Medical professionals who are influenced by religious values are presented in negative terms in the document and possible areas of conflict between the future abortion legislation and Catholic medical ethics may require, they say, additional research or public hearing. The purpose is obviously to enforce the punitive attitude towards conscientious objectors.
According to the authors of the position paper the State should fund travel between counties, when abortion is not accessible across a particular geographic area, but also should “support people who need to travel for abortion care where Irish law does not permit it”.
It is surprising that such an odd proposal comes from legal academics.
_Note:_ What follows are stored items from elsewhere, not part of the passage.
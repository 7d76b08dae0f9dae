//! services/api/src/web/rest.rs
//!
//! Contains the Axum handlers for the REST API endpoints and the master
//! definition for the OpenAPI specification.

use std::sync::Arc;

use axum::{
    extract::{Path, State},
    http::StatusCode,
    response::{IntoResponse, Json},
};
use chrono::{DateTime, Utc};
use serde::{Deserialize, Serialize};
use summary_stream_core::{Document, Persona, Section, SummaryMetrics};
use tracing::info;
use utoipa::{OpenApi, ToSchema};
use uuid::Uuid;

use crate::{error::ApiError, web::state::AppState};

//=========================================================================================
// OpenAPI Master Definition
//=========================================================================================

#[derive(OpenApi)]
#[openapi(
    paths(
        create_summary_handler,
        list_summaries_handler,
        get_summary_handler,
        list_sections_handler,
        set_favorite_handler,
        delete_summary_handler,
        crate::web::progress::progress_handler,
        crate::web::ws_handler::ws_handler,
    ),
    components(
        schemas(CreateSummaryRequest, FavoriteRequest, SummaryView, SectionView, MetricsView)
    ),
    tags(
        (name = "Summary Stream API", description = "Section-based streaming summaries.")
    )
)]
pub struct ApiDoc;

//=========================================================================================
// API Response and Payload Structs
//=========================================================================================

/// The payload for starting a new summary.
#[derive(Deserialize, ToSchema)]
pub struct CreateSummaryRequest {
    pub text: String,
    /// One of `neutral`, `student`, `professional`, `casual`. Defaults to `neutral`.
    #[serde(default)]
    pub persona: Option<String>,
}

#[derive(Deserialize, ToSchema)]
pub struct FavoriteRequest {
    pub favorite: bool,
}

#[derive(Serialize, ToSchema)]
pub struct MetricsView {
    original_word_count: usize,
    summary_word_count: usize,
    original_reading_minutes: u32,
    summary_reading_minutes: u32,
    reduction_percent: u8,
    confidence: f32,
}

impl From<&SummaryMetrics> for MetricsView {
    fn from(metrics: &SummaryMetrics) -> Self {
        Self {
            original_word_count: metrics.original_word_count,
            summary_word_count: metrics.summary_word_count,
            original_reading_minutes: metrics.original_reading_minutes,
            summary_reading_minutes: metrics.summary_reading_minutes,
            reduction_percent: metrics.reduction_percent,
            confidence: metrics.confidence,
        }
    }
}

/// A summary as shown to API consumers. The source text is left out.
#[derive(Serialize, ToSchema)]
pub struct SummaryView {
    id: Uuid,
    status: String,
    persona: String,
    total_sections: usize,
    failed_sections: usize,
    /// True when some sections failed but the merged text is still usable.
    has_partial_content: bool,
    brief_summary: String,
    detailed_summary: String,
    brief_overview: String,
    key_insights: Vec<String>,
    action_items: Vec<String>,
    keywords: Vec<String>,
    metrics: MetricsView,
    favorite: bool,
    created_at: DateTime<Utc>,
    updated_at: DateTime<Utc>,
}

impl From<&Document> for SummaryView {
    fn from(document: &Document) -> Self {
        Self {
            id: document.id,
            status: document.status.to_string(),
            persona: document.persona.to_string(),
            total_sections: document.total_sections,
            failed_sections: document.failed_sections,
            has_partial_content: document.has_partial_content(),
            brief_summary: document.brief_summary.clone(),
            detailed_summary: document.detailed_summary.clone(),
            brief_overview: document.brief_overview.clone(),
            key_insights: document.key_insights.clone(),
            action_items: document.action_items.clone(),
            keywords: document.keywords.clone(),
            metrics: MetricsView::from(&document.metrics),
            favorite: document.favorite,
            created_at: document.created_at,
            updated_at: document.updated_at,
        }
    }
}

#[derive(Serialize, ToSchema)]
pub struct SectionView {
    index: usize,
    status: String,
    summary_text: Option<String>,
    error: Option<String>,
    bullets: Vec<String>,
    action_items: Vec<String>,
    keywords: Vec<String>,
    confidence: Option<f32>,
    updated_at: DateTime<Utc>,
}

impl From<Section> for SectionView {
    fn from(section: Section) -> Self {
        Self {
            index: section.index,
            status: section.status.to_string(),
            summary_text: section.summary_text,
            error: section.error,
            bullets: section.bullets,
            action_items: section.action_items,
            keywords: section.keywords,
            confidence: section.confidence,
            updated_at: section.updated_at,
        }
    }
}

//=========================================================================================
// REST API Handlers
//=========================================================================================

/// Start summarizing a text.
///
/// Returns the placeholder immediately; sections are summarized in the
/// background and reported through the events and progress streams.
#[utoipa::path(
    post,
    path = "/summaries",
    request_body = CreateSummaryRequest,
    responses(
        (status = 202, description = "Summary accepted", body = SummaryView),
        (status = 400, description = "Empty text or unknown persona"),
        (status = 503, description = "The placeholder could not be persisted")
    )
)]
pub async fn create_summary_handler(
    State(app_state): State<Arc<AppState>>,
    Json(request): Json<CreateSummaryRequest>,
) -> Result<impl IntoResponse, ApiError> {
    if request.text.trim().is_empty() {
        return Err(ApiError::BadRequest("text must not be empty".to_string()));
    }
    let persona = match request.persona.as_deref() {
        Some(raw) => raw
            .parse::<Persona>()
            .map_err(|e| ApiError::BadRequest(e.to_string()))?,
        None => Persona::default(),
    };

    let (document, handle) = app_state.pipeline.start(request.text, persona).await?;
    info!(
        document_id = %handle.document_id(),
        sections = document.total_sections,
        "Accepted summary request."
    );
    // Workers run detached; their outcomes surface as events.
    drop(handle);
    Ok((StatusCode::ACCEPTED, Json(SummaryView::from(&document))))
}

/// List all summaries, newest first, including finished ones that are only
/// held in storage.
#[utoipa::path(
    get,
    path = "/summaries",
    responses(
        (status = 200, description = "All summaries", body = [SummaryView]),
        (status = 503, description = "Stored summaries could not be read")
    )
)]
pub async fn list_summaries_handler(
    State(app_state): State<Arc<AppState>>,
) -> Result<Json<Vec<SummaryView>>, ApiError> {
    let summaries = app_state
        .aggregator()
        .list_summaries()
        .await?
        .iter()
        .map(SummaryView::from)
        .collect();
    Ok(Json(summaries))
}

/// Get the latest snapshot of a summary.
#[utoipa::path(
    get,
    path = "/summaries/{id}",
    params(("id" = Uuid, Path, description = "The summary id.")),
    responses(
        (status = 200, description = "Summary snapshot", body = SummaryView),
        (status = 404, description = "Unknown summary")
    )
)]
pub async fn get_summary_handler(
    State(app_state): State<Arc<AppState>>,
    Path(id): Path<Uuid>,
) -> Result<Json<SummaryView>, ApiError> {
    let document = app_state.document(id).await?;
    Ok(Json(SummaryView::from(&document)))
}

/// Get the sections of a summary in index order.
#[utoipa::path(
    get,
    path = "/summaries/{id}/sections",
    params(("id" = Uuid, Path, description = "The summary id.")),
    responses(
        (status = 200, description = "Sections ordered by index", body = [SectionView]),
        (status = 404, description = "Unknown summary")
    )
)]
pub async fn list_sections_handler(
    State(app_state): State<Arc<AppState>>,
    Path(id): Path<Uuid>,
) -> Result<Json<Vec<SectionView>>, ApiError> {
    app_state.document(id).await?;
    let sections = app_state.aggregator().get_sections(id)?;
    Ok(Json(sections.into_iter().map(SectionView::from).collect()))
}

/// Mark or unmark a summary as favorite.
#[utoipa::path(
    put,
    path = "/summaries/{id}/favorite",
    params(("id" = Uuid, Path, description = "The summary id.")),
    request_body = FavoriteRequest,
    responses(
        (status = 200, description = "Updated summary", body = SummaryView),
        (status = 404, description = "Unknown summary")
    )
)]
pub async fn set_favorite_handler(
    State(app_state): State<Arc<AppState>>,
    Path(id): Path<Uuid>,
    Json(request): Json<FavoriteRequest>,
) -> Result<Json<SummaryView>, ApiError> {
    app_state.document(id).await?;
    let document = app_state.aggregator().set_favorite(id, request.favorite).await?;
    Ok(Json(SummaryView::from(&document)))
}

/// Delete a summary with all of its sections. Open event and progress
/// streams for it are closed.
#[utoipa::path(
    delete,
    path = "/summaries/{id}",
    params(("id" = Uuid, Path, description = "The summary id.")),
    responses(
        (status = 204, description = "Summary deleted"),
        (status = 404, description = "Unknown summary")
    )
)]
pub async fn delete_summary_handler(
    State(app_state): State<Arc<AppState>>,
    Path(id): Path<Uuid>,
) -> Result<StatusCode, ApiError> {
    app_state.aggregator().delete_summary(id).await?;
    Ok(StatusCode::NO_CONTENT)
}
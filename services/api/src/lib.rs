pub mod adapters;
pub mod config;
pub mod error;
pub mod sweeper;
pub mod web;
What country funds someone to go abroad to do something that is illegal locally?
The general principle of this document is clearly stated: “It is important that abortion is normalised within the wider healthcare system”. If abortion is understood as a “normal” medical procedure it should have no limits. This is the pro-choice ideology and, even if extreme, the position paper is an accurate version of it.
Leo Varadkar believes publicly-funded hospitals should be imbued with “a civic and scientific ethos.” So he said in his Dublin Castle address to Pope Francis. But that term, “scientific ethos”, needs a lot of explaining.
Science deals with physical reality, while ethos deals with the moral character of an institution, its values and goals. One describes how physical things are, the other prescribes the principles that should inspire decisions and actions.
A hospital must be based on the scientific disciplines of physics, chemistry, biology, anatomy, physiology, etc, but science does not tell us what is morally right or wrong. For instance, science tells us how to perform an abortion but does not tell us if and when it is morally just to do so. Science is not immoral but, rather, amoral in the sense that knowledge can be used for right or wrong purposes, depending on the ethical character of the person or of the institution.
Nonetheless, medicine is an inexplicably value-laden endeavour. It is intrinsically ethical because it is based on the assumption, which is not scientific but rather moral, that health is a good thing and has to be preserved. Medicine combines scientific knowledge with ethical purposes.
A hospital where patient-care is not based on science is guilty of quackery. But equally, when a hospital uses medical knowledge and expertise to actively harm patients (for example, through abortion or assisted suicide), it is no longer practicing medicine at all.
Moral neutrality in public policy is often a mask for some hidden ideology. Leo Varadkar is correct in affirming that publicly-funded hospitals should be imbued with a “civic ethos”, in the sense that they are at the service of the common good. But the expression “scientific ethos” is here inappropriate. It appears to be an attempt by the Taoiseach to propose a more ‘rational’ and ‘progressive’ substitute for the older “religious ethos”, but unfortunately it is based on a profound misunderstanding of the relationships between science and ethics.
Scientific knowledge is morally neutral. It must be guided by ethical principles which are external to it and derived instead from philosophies, ideologies, traditions, including religious ones. On the other hand, an ethos is never neutral as, by definition, it endorses specific values, and this is why there is no such a thing as a “scientific ethos” per se.
At the end of the day, our Taoiseach seems to want our hospitals to be governed by an ethos of choice first and foremost, rather than the preservation of life, and he has decided to cloak his favoured ethos in the clothes of ‘science’. This is a misuse of the concept.